How to complete this task:
Take every line from the records below that includes the word "index".

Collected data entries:
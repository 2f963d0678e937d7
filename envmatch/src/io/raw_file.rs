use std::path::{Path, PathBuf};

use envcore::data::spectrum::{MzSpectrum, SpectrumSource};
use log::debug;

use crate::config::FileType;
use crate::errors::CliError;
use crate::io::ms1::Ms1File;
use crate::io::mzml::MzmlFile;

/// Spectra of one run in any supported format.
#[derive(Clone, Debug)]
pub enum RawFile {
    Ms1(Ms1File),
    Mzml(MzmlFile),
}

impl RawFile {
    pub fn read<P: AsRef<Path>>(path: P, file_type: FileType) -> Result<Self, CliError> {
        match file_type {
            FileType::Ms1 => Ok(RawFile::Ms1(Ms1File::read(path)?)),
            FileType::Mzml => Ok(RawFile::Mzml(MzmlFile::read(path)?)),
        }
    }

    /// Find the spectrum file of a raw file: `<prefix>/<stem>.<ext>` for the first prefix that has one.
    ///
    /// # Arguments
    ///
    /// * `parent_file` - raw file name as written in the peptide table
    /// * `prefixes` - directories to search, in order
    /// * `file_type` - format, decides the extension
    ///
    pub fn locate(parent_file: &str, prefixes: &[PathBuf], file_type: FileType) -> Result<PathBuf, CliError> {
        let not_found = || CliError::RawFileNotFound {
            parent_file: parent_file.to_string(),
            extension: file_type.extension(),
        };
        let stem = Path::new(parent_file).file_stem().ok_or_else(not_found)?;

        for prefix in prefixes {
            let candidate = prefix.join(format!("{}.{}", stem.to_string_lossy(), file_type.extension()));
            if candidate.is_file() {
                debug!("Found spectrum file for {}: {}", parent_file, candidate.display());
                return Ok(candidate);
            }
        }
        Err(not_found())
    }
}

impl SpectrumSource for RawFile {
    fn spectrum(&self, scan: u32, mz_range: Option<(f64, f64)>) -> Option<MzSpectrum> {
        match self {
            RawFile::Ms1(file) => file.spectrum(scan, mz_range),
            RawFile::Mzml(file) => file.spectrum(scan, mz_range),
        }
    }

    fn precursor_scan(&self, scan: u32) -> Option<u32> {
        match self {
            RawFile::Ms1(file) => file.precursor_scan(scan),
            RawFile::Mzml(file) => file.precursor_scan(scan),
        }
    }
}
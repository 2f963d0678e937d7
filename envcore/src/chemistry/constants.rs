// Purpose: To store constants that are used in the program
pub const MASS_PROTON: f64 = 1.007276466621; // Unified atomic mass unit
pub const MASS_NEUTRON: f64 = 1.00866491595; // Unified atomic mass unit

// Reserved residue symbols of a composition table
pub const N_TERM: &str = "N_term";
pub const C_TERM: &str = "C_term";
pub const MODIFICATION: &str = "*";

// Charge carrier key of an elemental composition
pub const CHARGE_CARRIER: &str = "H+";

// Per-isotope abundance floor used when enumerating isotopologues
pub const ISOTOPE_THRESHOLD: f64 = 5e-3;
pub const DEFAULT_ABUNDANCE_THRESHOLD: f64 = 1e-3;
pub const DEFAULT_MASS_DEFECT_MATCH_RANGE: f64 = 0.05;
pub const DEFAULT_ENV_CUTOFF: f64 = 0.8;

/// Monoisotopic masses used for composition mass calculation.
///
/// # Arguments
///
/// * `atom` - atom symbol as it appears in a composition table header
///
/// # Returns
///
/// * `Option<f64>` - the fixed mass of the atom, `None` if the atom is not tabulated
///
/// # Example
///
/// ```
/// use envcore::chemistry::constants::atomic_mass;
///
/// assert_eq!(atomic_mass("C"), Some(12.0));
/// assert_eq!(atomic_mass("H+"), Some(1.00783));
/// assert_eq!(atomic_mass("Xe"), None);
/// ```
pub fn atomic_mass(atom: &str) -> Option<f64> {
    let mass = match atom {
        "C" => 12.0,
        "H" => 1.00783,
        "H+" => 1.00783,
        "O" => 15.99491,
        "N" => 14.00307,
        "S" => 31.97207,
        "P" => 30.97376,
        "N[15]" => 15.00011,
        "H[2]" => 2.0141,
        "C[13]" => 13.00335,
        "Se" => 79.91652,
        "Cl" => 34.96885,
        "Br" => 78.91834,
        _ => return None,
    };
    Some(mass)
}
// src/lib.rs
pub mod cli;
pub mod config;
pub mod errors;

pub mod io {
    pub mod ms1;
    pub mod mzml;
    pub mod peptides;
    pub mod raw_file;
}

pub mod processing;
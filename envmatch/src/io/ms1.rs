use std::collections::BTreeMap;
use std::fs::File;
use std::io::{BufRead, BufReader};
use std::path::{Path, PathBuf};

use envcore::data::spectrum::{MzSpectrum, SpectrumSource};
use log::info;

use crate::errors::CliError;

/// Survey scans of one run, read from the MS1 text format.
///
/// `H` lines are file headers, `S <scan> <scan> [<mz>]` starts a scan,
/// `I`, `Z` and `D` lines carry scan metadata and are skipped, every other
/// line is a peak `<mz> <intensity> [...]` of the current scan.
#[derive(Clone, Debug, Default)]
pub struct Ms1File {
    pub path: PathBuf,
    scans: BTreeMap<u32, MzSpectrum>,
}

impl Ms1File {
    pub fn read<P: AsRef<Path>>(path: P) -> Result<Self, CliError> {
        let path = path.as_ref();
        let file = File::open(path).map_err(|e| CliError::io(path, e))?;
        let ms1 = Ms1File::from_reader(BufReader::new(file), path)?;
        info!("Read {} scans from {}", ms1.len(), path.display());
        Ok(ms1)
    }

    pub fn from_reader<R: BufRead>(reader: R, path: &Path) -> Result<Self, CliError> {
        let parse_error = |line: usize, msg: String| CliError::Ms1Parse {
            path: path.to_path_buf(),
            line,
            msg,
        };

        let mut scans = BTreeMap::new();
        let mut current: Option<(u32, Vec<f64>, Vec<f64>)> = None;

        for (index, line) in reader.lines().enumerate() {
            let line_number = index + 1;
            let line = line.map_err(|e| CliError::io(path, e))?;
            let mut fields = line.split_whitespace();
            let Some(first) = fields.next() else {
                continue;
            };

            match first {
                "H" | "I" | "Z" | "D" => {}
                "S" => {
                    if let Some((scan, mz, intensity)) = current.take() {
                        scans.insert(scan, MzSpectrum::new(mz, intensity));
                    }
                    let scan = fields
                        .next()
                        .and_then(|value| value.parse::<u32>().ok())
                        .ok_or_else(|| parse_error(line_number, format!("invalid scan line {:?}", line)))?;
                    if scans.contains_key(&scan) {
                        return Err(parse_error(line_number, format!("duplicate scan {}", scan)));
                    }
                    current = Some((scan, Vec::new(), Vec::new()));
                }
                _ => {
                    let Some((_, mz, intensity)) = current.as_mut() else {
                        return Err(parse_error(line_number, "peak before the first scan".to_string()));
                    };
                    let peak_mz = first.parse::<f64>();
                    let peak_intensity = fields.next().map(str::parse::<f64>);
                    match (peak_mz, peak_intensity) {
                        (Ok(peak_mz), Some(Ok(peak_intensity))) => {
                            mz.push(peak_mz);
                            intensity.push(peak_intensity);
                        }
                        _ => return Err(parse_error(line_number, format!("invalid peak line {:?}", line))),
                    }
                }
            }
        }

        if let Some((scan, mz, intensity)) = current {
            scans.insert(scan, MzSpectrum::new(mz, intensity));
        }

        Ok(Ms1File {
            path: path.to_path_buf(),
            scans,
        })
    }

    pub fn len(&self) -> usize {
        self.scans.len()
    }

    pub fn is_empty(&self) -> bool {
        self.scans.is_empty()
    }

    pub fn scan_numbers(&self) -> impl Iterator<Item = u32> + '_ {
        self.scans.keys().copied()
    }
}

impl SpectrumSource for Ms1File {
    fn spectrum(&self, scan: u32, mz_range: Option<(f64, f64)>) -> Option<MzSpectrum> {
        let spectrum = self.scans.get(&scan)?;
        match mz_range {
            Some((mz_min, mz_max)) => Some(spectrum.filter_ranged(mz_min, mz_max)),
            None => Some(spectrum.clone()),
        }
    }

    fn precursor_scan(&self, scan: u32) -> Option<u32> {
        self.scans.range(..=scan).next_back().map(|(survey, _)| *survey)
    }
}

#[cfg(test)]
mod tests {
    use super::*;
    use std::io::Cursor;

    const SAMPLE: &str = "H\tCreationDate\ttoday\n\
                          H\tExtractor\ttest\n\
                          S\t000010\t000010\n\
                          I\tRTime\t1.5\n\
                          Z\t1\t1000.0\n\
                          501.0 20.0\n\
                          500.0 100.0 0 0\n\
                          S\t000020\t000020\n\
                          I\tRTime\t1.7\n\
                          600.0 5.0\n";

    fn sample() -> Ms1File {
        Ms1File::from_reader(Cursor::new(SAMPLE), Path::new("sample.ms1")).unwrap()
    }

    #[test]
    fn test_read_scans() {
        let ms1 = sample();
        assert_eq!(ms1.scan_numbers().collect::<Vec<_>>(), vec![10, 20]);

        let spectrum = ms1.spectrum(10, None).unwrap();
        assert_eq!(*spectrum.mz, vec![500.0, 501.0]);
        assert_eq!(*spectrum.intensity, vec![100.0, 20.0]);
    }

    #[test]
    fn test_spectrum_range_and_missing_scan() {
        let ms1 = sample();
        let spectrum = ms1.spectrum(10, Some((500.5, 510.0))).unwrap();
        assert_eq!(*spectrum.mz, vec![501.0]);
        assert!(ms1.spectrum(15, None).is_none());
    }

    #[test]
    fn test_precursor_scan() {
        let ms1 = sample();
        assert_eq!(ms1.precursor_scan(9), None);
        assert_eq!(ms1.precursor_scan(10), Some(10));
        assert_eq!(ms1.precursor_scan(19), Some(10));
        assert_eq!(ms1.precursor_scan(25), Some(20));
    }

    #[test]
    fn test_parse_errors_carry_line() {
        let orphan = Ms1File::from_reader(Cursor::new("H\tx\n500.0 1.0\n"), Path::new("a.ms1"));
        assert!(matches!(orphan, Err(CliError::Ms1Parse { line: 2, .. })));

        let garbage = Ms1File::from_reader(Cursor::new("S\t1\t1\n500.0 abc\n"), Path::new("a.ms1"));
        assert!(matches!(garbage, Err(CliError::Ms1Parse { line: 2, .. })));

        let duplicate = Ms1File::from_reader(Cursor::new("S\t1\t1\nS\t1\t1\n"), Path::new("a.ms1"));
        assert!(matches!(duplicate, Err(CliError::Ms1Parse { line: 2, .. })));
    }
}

Exercise answer:
        for (index, line) in reader.lines().enumerate() {
            let line_number = index + 1;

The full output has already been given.